Here, symmetric adaptation of abstract renderings of the viscous and furry intraface, reveal, with the same intensity as Rorschach blots, faces, bodies, animals, ghosts, inhabiting that intermediate space of intrafaces. Bounded within this projective feedback system, these Splinimals inhabit the space of the Mystérique.


 
[Images: Friendly and monstrous Splinimals (tiger, lion, leopard and others) resulting from symmetry and projection of rendered images of the viscous and furry intraface, by Marjan Colletti (2003)].

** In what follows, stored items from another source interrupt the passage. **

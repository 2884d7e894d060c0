//! Stagecraft Telemetry
//!
//! Counter ledger fed by orchestrator lifecycle events.
//!
//! - [`TelemetryLedger`]: `(tenant, stage, route)` counters shared by all runs
//! - [`LedgerSnapshot`]: per-tenant totals, per-stage and per-route sums, top 5
//!
//! # Example
//!
//! ```rust,ignore
//! use stagecraft_telemetry::TelemetryLedger;
//!
//! let ledger = TelemetryLedger::new();
//! ledger.record(&tenant, &stage, "single/completed")?;
//! assert_eq!(ledger.snapshot(&tenant).total, 1);
//! ```

mod ledger;
mod snapshot;

pub use ledger::{LedgerError, LedgerLease, MetricKey, TelemetryLedger};
pub use snapshot::{LedgerSnapshot, TelemetryMetric, TOP_N};

/// Version of this crate
pub const VERSION: &str = env!("CARGO_PKG_VERSION");
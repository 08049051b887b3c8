use bevy::prelude::*;
use bevy::render::camera::ScalingMode;
use bits_helpers::BitWindow;

pub mod board;
pub mod catalog;
pub mod game;
pub mod input;
mod ribbit;
pub mod screen;
pub mod view;

use catalog::CatalogPlugin;
use game::GamePlugin;
use input::InputPlugin;
use screen::ScreenPlugin;
use view::ViewPlugin;

const BACKDROP_COLOR: Color = Color::srgb(0.12, 0.12, 0.14);
// Board plus room below it for the controls.
const VIEW_SIZE: Vec2 = Vec2::new(640.0, 760.0);
const VIEW_OFFSET_Y: f32 = -50.0;

pub fn run() {
    let window = BitWindow {
        capture_pointer: true,
        ..default()
    };
    bits_helpers::get_default_app::<ribbit::Jigsaw>(
        env!("CARGO_PKG_NAME"),
        env!("CARGO_PKG_VERSION"),
        window,
    )
    .insert_resource(ClearColor(BACKDROP_COLOR))
    .add_plugins(GamePlugin)
    .add_plugins(CatalogPlugin)
    .add_plugins(InputPlugin)
    .add_plugins(ViewPlugin)
    .add_plugins(ScreenPlugin)
    .add_systems(Startup, setup)
    .run();
}

fn setup(mut commands: Commands) {
    commands.spawn((
        Camera2d,
        OrthographicProjection {
            scaling_mode: ScalingMode::AutoMin {
                min_width: VIEW_SIZE.x,
                min_height: VIEW_SIZE.y,
            },
            ..OrthographicProjection::default_2d()
        },
        Transform::from_xyz(0.0, VIEW_OFFSET_Y, 0.0),
    ));
}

'Splinimals’ can best be described as a crossbreed – between splines and animals – that inhabit the domain of digitally constructed space. Hybrid entities as they are, Splinimals can be understood as quintessential ‘animate forms’, a term of course borrowed from Lynn. As he suggests, the term animation ‘implies the evolution of a form and its shaping forces; it suggests animalism, animism, growth, actuation, vitality and virtuality’. Splinimals possess all these animate characteristics, and owing to their splinear traits, they are on the whole amenable, docile and easily approachable. It isn’t surprising that mankind needs to relate to inanimate matter as well as to animate forms: exotic animals, pets, soft toys, cartoons, robots, virtual monsters and so on have already been domesticated and adopted into our everyday cognition, enhancing reality with many layers of fiction and emotional narrative. In a very similar manner, the computer has become so docile that it has turned into a soft toy – the archetypical entity of docility and animism.

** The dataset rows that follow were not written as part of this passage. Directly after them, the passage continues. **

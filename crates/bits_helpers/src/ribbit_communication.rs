use std::sync::{Arc, LazyLock};

use bevy::prelude::*;
use parking_lot::Mutex;
use ribbit_bits::{BitDuration, BitMessage, BitParameters, BitResult, RibbitMessage};
#[cfg(target_arch = "wasm32")]
use wasm_bindgen::prelude::*;
#[cfg(target_arch = "wasm32")]
use web_sys::MessageEvent;

/// Messages posted by the host page, waiting for the next `PostUpdate`.
pub static RIBBIT_MESSAGE_QUEUE: LazyLock<Arc<Mutex<Vec<RibbitMessage>>>> =
    LazyLock::new(|| Arc::new(Mutex::new(Vec::new())));

/// Lets the host drive a bit. Implementations are called by the plugin only,
/// never by the bit's own systems.
pub trait RibbitMessageHandler: Send + Sync + Default + 'static {
    fn duration(world: &mut World) -> BitDuration;
    fn end(world: &mut World) -> BitResult;
    fn restart(world: &mut World);
}

#[cfg(target_arch = "wasm32")]
fn listen_ribbit_messages() {
    let Some(window) = web_sys::window() else {
        error!("no global `window` exists, ribbit messages disabled");
        return;
    };

    let closure = Closure::wrap(Box::new(move |event: MessageEvent| {
        match serde_wasm_bindgen::from_value::<RibbitMessage>(event.data()) {
            Ok(message) => RIBBIT_MESSAGE_QUEUE.lock().push(message),
            Err(err) => error!("Could not parse ribbit message {:?}: {err}", event.data()),
        }
    }) as Box<dyn FnMut(MessageEvent)>);

    if let Err(err) =
        window.add_event_listener_with_callback("message", closure.as_ref().unchecked_ref())
    {
        error!("failed to add message event listener: {err:?}");
        return;
    }

    // The listener lives as long as the page.
    closure.forget();
}

/// Native builds have no parent page to post to.
#[cfg(not(target_arch = "wasm32"))]
pub fn send_bit_message(message: BitMessage) {
    info!("Bit message: {message:?}");
}

#[cfg(target_arch = "wasm32")]
pub fn send_bit_message(message: BitMessage) {
    let Some(window) = web_sys::window() else {
        error!("{message:?} not sent, no global `window` exists.");
        return;
    };
    let Ok(payload) = serde_wasm_bindgen::to_value(&message) else {
        error!("Could not serialize {message:?}");
        return;
    };
    let Ok(Some(parent_window)) = window.parent() else {
        error!("{message:?} not sent, parent_window not found.");
        return;
    };
    if let Err(err) = parent_window.post_message(&payload, "*") {
        error!("Could not post message {payload:?}. {err:?}");
    }
}

/// Runs the handler for one host message and returns the reply, if the
/// protocol expects one.
pub fn answer_ribbit_message<T: RibbitMessageHandler>(
    world: &mut World,
    message: RibbitMessage,
) -> Option<BitMessage> {
    match message {
        RibbitMessage::Parameters => Some(BitMessage::Parameters(BitParameters {
            duration: T::duration(world),
        })),
        RibbitMessage::End => Some(BitMessage::End(T::end(world))),
        RibbitMessage::Restart => {
            T::restart(world);
            None
        }
        // Bits start playing as soon as they are loaded.
        RibbitMessage::Start => None,
    }
}

fn process_ribbit_messages<T: RibbitMessageHandler>(world: &mut World) {
    let messages: Vec<_> = RIBBIT_MESSAGE_QUEUE.lock().drain(..).collect();
    for message in messages {
        if let Some(reply) = answer_ribbit_message::<T>(world, message) {
            send_bit_message(reply);
        }
    }
}

fn ready() {
    send_bit_message(BitMessage::Ready);
}

#[derive(Default)]
pub struct RibbitCommunicationPlugin<T: RibbitMessageHandler>(core::marker::PhantomData<T>);

impl<T: RibbitMessageHandler> Plugin for RibbitCommunicationPlugin<T> {
    fn build(&self, app: &mut App) {
        app.add_systems(PostUpdate, process_ribbit_messages::<T>);
        #[cfg(target_arch = "wasm32")]
        app.add_systems(Startup, listen_ribbit_messages);
        app.add_systems(PostStartup, ready);
    }
}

[Image: Friendly and monstrous faces and splinimals (tiger and leopard), resulting from symmetry and projection of rendered images of the viscous and furry intraface, by Marjan Colletti (2003)].
Since intrafaces are bounded within a feedback system that entails digitality as well as the individuality of the designer, it is not surprising then that splinimals appear in these drawings that draw a cross-section through the convoluted field established by the intraface. Appear, or at least are revealed to me personally through my mimetic faculty to read figurative designs within seemingly abstract patterns. But it is exactly this mimetic faculty that summarises, in my opinion, how digital properties are project back by the intraface (revolution).

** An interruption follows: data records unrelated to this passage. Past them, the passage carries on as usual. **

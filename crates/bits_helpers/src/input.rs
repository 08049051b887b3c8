use bevy::prelude::*;

/// One step of a press / drag / release gesture, mouse and touch alike.
#[derive(Debug, Clone, Copy, PartialEq)]
pub enum PointerSignal {
    Down(Vec2),
    Move(Vec2),
    /// Release carries no position: a lifted finger is no longer tracked.
    Up,
}

impl PointerSignal {
    pub const fn position(&self) -> Option<Vec2> {
        match self {
            Self::Down(position) | Self::Move(position) => Some(*position),
            Self::Up => None,
        }
    }

    #[must_use]
    pub fn map_position(self, f: impl FnOnce(Vec2) -> Option<Vec2>) -> Option<Self> {
        match self {
            Self::Down(position) => f(position).map(Self::Down),
            Self::Move(position) => f(position).map(Self::Move),
            Self::Up => Some(Self::Up),
        }
    }
}

/// The finger a gesture belongs to, kept between frames.
///
/// Hold one per reader, usually as a `Local`.
#[derive(Debug, Default, Clone, Copy, PartialEq, Eq)]
pub struct PointerTracker {
    touch: Option<u64>,
}

impl PointerTracker {
    pub const fn touch(&self) -> Option<u64> {
        self.touch
    }
}

/// Samples this frame's pointer activity in screen coordinates.
///
/// Touch wins over the mouse when a finger is involved. A gesture follows the
/// finger that started it; other fingers are ignored until it lifts. Signals
/// come back in gesture order, so a press and release landing in the same
/// frame yield `Down` then `Up`.
pub fn pointer_signals(
    button_input: &ButtonInput<MouseButton>,
    touch_input: &Touches,
    cursor_position: Option<Vec2>,
    tracker: &mut PointerTracker,
) -> Vec<PointerSignal> {
    let mut signals = Vec::new();

    if tracker.touch.is_none() {
        // Several fingers landing together: the lowest id starts the gesture.
        if let Some(touch) = touch_input.iter_just_pressed().min_by_key(|touch| touch.id()) {
            tracker.touch = Some(touch.id());
            signals.push(PointerSignal::Down(touch.position()));
        }
    }

    if let Some(id) = tracker.touch {
        // Released, canceled or lost: the finger is gone either way.
        match touch_input.get_pressed(id) {
            Some(touch) => signals.push(PointerSignal::Move(touch.position())),
            None => {
                tracker.touch = None;
                signals.push(PointerSignal::Up);
            }
        }
        return signals;
    }

    if button_input.just_pressed(MouseButton::Left) {
        if let Some(position) = cursor_position {
            signals.push(PointerSignal::Down(position));
        }
    }
    if button_input.pressed(MouseButton::Left) {
        if let Some(position) = cursor_position {
            signals.push(PointerSignal::Move(position));
        }
    }
    if button_input.just_released(MouseButton::Left) {
        signals.push(PointerSignal::Up);
    }

    signals
}

/// Same as [`pointer_signals`] but projected into world space through `camera`.
/// Signals whose position falls outside the viewport are dropped.
pub fn world_pointer_signals(
    button_input: &Res<ButtonInput<MouseButton>>,
    touch_input: &Res<Touches>,
    tracker: &mut PointerTracker,
    windows: &Query<&Window>,
    camera: &Query<(&Camera, &GlobalTransform)>,
) -> Vec<PointerSignal> {
    let cursor_position = windows
        .get_single()
        .ok()
        .and_then(Window::cursor_position);
    let signals = pointer_signals(button_input, touch_input, cursor_position, tracker);
    if signals.is_empty() {
        return signals;
    }

    let Ok((camera, camera_transform)) = camera.get_single() else {
        return Vec::new();
    };

    signals
        .into_iter()
        .filter_map(|signal| {
            signal.map_position(|position| {
                camera
                    .viewport_to_world(camera_transform, position)
                    .map(|ray| ray.origin.truncate())
                    .ok()
            })
        })
        .collect()
}
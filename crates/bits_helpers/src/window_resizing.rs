// wgpu refuses surfaces larger than the max texture size (2048 on WebGL2).
#[cfg(target_arch = "wasm32")]
const MAX_SURFACE_EXTENT: f32 = 2048.0;

/// Follows the browser viewport so the canvas always fills the page.
#[cfg(target_arch = "wasm32")]
pub fn handle_browser_resize(
    mut primary_query: bevy::ecs::system::Query<
        &mut bevy::window::Window,
        bevy::ecs::query::With<bevy::window::PrimaryWindow>,
    >,
) {
    let Some((target_width, target_height)) = browser_viewport() else {
        return;
    };
    let width = target_width.min(MAX_SURFACE_EXTENT);
    let height = target_height.min(MAX_SURFACE_EXTENT);

    for mut window in &mut primary_query {
        if (window.resolution.width() - width).abs() > f32::EPSILON
            || (window.resolution.height() - height).abs() > f32::EPSILON
        {
            window.resolution.set(width, height);
        }
    }
}

#[cfg(target_arch = "wasm32")]
fn browser_viewport() -> Option<(f32, f32)> {
    let window = web_sys::window()?;
    let width = window.inner_width().ok()?.as_f64()?;
    let height = window.inner_height().ok()?.as_f64()?;
    Some((width as f32, height as f32))
}
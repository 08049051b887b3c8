use bevy::log::info;
use bevy::prelude::*;
use bits_helpers::RibbitMessageHandler;
use ribbit_bits::{BitDuration, BitResult};

use crate::board::PuzzleBoard;
use crate::game::NewGame;

#[derive(Default, Clone, Copy)]
pub struct Jigsaw;

impl RibbitMessageHandler for Jigsaw {
    fn restart(world: &mut World) {
        info!("Restarting Jigsaw");
        world.send_event(NewGame);
    }

    fn end(world: &mut World) -> BitResult {
        info!("Ending Jigsaw");

        if world
            .get_resource::<PuzzleBoard>()
            .is_some_and(PuzzleBoard::is_solved)
        {
            BitResult::Success
        } else {
            BitResult::Failure
        }
    }

    fn duration(_world: &mut World) -> BitDuration {
        BitDuration::max_duration()
    }
}
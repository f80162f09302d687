// src/lib.rs

pub mod attribution;
pub mod config;
pub mod db;
pub mod normalizer;
pub mod repositories;
pub mod services;
pub mod test_utils;
pub mod utils;

pub use config::AnalyticsConfig;
pub use db::Database;
pub use botlytics_common::error::Error;
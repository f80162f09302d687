pub mod memory;
pub mod postgres;

pub use memory::InMemoryEventStore;
pub use postgres::PostgresEventStore;
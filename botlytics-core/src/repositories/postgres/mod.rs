pub mod events;

pub use events::PostgresEventStore;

[Image: Friendly and monstrious faces and Splinimals (samurai and other masked warriors) resulting from symmetry and projection of rendered images of the viscous and furry intraface, by Marjan Colletti (2003)].
The experiments reveals splinimals appearing in symmetric blots. Two 2&½D convoluted fields collide - an analogy for the intricacy of the human’s and the system’s domain. Different faces with different expressions appear: or at least, abstract assemblages become figurative entities through a mimetic process. The same happens on symmetric patterns, that represent an analogy for multi-bounded intrafaces, for example between digital, analogue, and manufacturing processes.

[Images: the emergence of Digital Splinimals, by Marjan Colletti (1999)].